Board of Education says ‘no’ to charter school
Published 3:27 pm Friday, August 17, 2018
During Thursday’s Board of Education meeting, Superintendent Tim Cochran recommended the board deny Spring Creek Charter Academy’s application to establish a charter school in Decatur County.
The board unanimously voted to deny the application.
Spring Creek Charter Academy is a replication of Pataula Charter Academy in Edison, Georgia.
Cochran presented the Board with a five-page critique on why he believes the charter school would not be beneficial for Decatur County and the surrounding areas.
Cochran’s first concern with the school is its financial state. The CFO of the school has been quoted in financial meetings as saying, “we may have to think about cuts to supplies or services” for FY19. The CFO continued in later meetings to reduce Para positions, delete three percent raises for classified staff members and reduce local supplements of $500 per employee, according Cochran. Cochran also said she cited these changes as a need to make debt payments on a loan and inability to maintain full enrollment. Cochran firmly believes it would be unwise to expand on a school that is already struggling financially and has to cut supplies to students.

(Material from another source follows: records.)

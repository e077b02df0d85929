use std::sync::atomic::{AtomicUsize, Ordering};

use anyhow::{bail, Result};
use harness::{headless, Context, Example, ExampleEntry, HarnessConfig};

static FAILING_QUITS: AtomicUsize = AtomicUsize::new(0);

struct FailsDuringInit;

impl Example for FailsDuringInit {
    fn name(&self) -> &'static str {
        "FailsDuringInit"
    }

    fn init(&mut self, _context: &mut Context) -> Result<()> {
        bail!("missing shader")
    }

    fn update(&mut self, _context: &mut Context) -> Result<()> {
        unreachable!("update must not run after a failed init")
    }

    fn draw(&mut self, _context: &mut Context) -> Result<()> {
        unreachable!("draw must not run after a failed init")
    }

    fn quit(&mut self, context: &mut Context) {
        FAILING_QUITS.fetch_add(1, Ordering::SeqCst);
        context.common_quit();
    }
}

#[test]
fn capture_reports_init_errors_and_still_quits() {
    let entry = ExampleEntry {
        name: "FailsDuringInit",
        summary: "init always fails",
        build: || Box::new(FailsDuringInit),
    };

    let err = headless::capture(&entry, &HarnessConfig::default(), 3).unwrap_err();
    let message = format!("{err:#}");
    assert!(message.contains("FailsDuringInit"), "{message}");
    assert!(message.contains("missing shader"), "{message}");
    assert_eq!(FAILING_QUITS.load(Ordering::SeqCst), 1);
}

#[cfg(feature = "gpu-tests")]
mod gpu {
    use super::*;

    /// Clears the target to a fixed colour every frame.
    struct ClearScreen;

    impl Example for ClearScreen {
        fn name(&self) -> &'static str {
            "ClearScreen"
        }

        fn init(&mut self, context: &mut Context) -> Result<()> {
            context.common_init()
        }

        fn update(&mut self, _context: &mut Context) -> Result<()> {
            Ok(())
        }

        fn draw(&mut self, context: &mut Context) -> Result<()> {
            let gpu = context.gpu()?;
            let frame = gpu.acquire_frame()?;
            let mut encoder = gpu
                .device
                .create_command_encoder(&wgpu::CommandEncoderDescriptor { label: None });
            if let Some(frame) = frame.as_ref() {
                let _pass = encoder.begin_render_pass(&wgpu::RenderPassDescriptor {
                    label: Some("clear"),
                    color_attachments: &[Some(wgpu::RenderPassColorAttachment {
                        view: &frame.view,
                        depth_slice: None,
                        resolve_target: None,
                        ops: wgpu::Operations {
                            load: wgpu::LoadOp::Clear(wgpu::Color {
                                r: 1.0,
                                g: 0.0,
                                b: 1.0,
                                a: 1.0,
                            }),
                            store: wgpu::StoreOp::Store,
                        },
                    })],
                    depth_stencil_attachment: None,
                    occlusion_query_set: None,
                    timestamp_writes: None,
                });
            }
            gpu.submit(encoder, frame);
            Ok(())
        }

        fn quit(&mut self, context: &mut Context) {
            context.common_quit();
        }
    }

    #[test]
    fn offscreen_clear_is_read_back() {
        if !headless::adapter_available() {
            eprintln!("skipping: no GPU adapter available");
            return;
        }
        let entry = ExampleEntry {
            name: "ClearScreen",
            summary: "clears to magenta",
            build: || Box::new(ClearScreen),
        };
        let config = HarnessConfig {
            window_size: (70, 30),
            ..HarnessConfig::default()
        };

        let image = headless::capture(&entry, &config, 2).unwrap();

        assert_eq!(image.dimensions(), (70, 30));
        for pixel in [image.get_pixel(0, 0), image.get_pixel(69, 29)] {
            assert_eq!(pixel.0, [255, 0, 255, 255]);
        }
    }

    fn clear_screen_context(width: u32, height: u32) -> Context {
        Context::new(
            "ClearScreen",
            harness::RenderTarget::Offscreen { width, height },
            &HarnessConfig::default(),
        )
    }

    #[test]
    fn reinitialising_replaces_the_gpu_context() {
        if !headless::adapter_available() {
            eprintln!("skipping: no GPU adapter available");
            return;
        }
        let mut example = ClearScreen;
        let mut context = clear_screen_context(32, 16);

        example.init(&mut context).unwrap();
        example.init(&mut context).unwrap();
        assert!(context.is_initialised());
        example.draw(&mut context).unwrap();
        let image = context.gpu().unwrap().read_target().unwrap();
        assert_eq!(image.dimensions(), (32, 16));
        assert_eq!(image.get_pixel(31, 15).0, [255, 0, 255, 255]);

        context.resize(48, 20).unwrap();
        context.common_init().unwrap();
        example.draw(&mut context).unwrap();
        let image = context.gpu().unwrap().read_target().unwrap();
        assert_eq!(image.dimensions(), (48, 20));
        assert_eq!(image.get_pixel(47, 19).0, [255, 0, 255, 255]);

        example.quit(&mut context);
        assert!(!context.is_initialised());
    }
}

Cochran’s second concern is the direct negative impact it would have on the Decatur County School System. The best-case scenario would be losing 100 students, he said, resulting in the loss of four classes with 25 students each. For those 100 students lost, and teachers with them, Decatur County would lose $293,400 in funding. The school would ultimately have to cut services to students or increase the local tax rate, penalizing and financially hurting public school students.
Cochran addressed the idea that charter schools have flexibility in their curriculum, where he believes that is untrue. Both schools are accountable for student growth and academic performance as mandated by standardized test. They also are held accountable for teaching the exact same standards, and failure to meet these school and district performance targets can lead to schools and entire districts falling under the control of the State Board of Education and School Turnaround Officer.
Cochran presented that Spring Creek has said they would have numerous differences in their curriculum and instruction as compared to Decatur County’s traditional classrooms. Cochran took a curriculum Decatur County offers and compared it to Spring Creek and found no evidence of any program or method that Spring Creek uses that they do not already have established.
Cochran’s final difference listed the way the charter school intends to operate. He said he believes Spring Creek operates in a way that excludes the lower levels of socio-economic students. He questions the way the enrollment in their established school is not representative of the area they currently serve.
Georgia Charter Commission has noticed this as well, and during their 2018 review, told the school they needed to increase outreach and marketing for minorities to increase the diversity within the school, said Cochran.
Cochran noted that at its current charter school location, PCA serves a free and reduced lunch rate for 64 percent of students, yet the counties surrounding them have a reduced lunch rate higher than 95 percent. The reason could be because those who are most in need are still struggling to get in the school’s lottery system, Cochran said.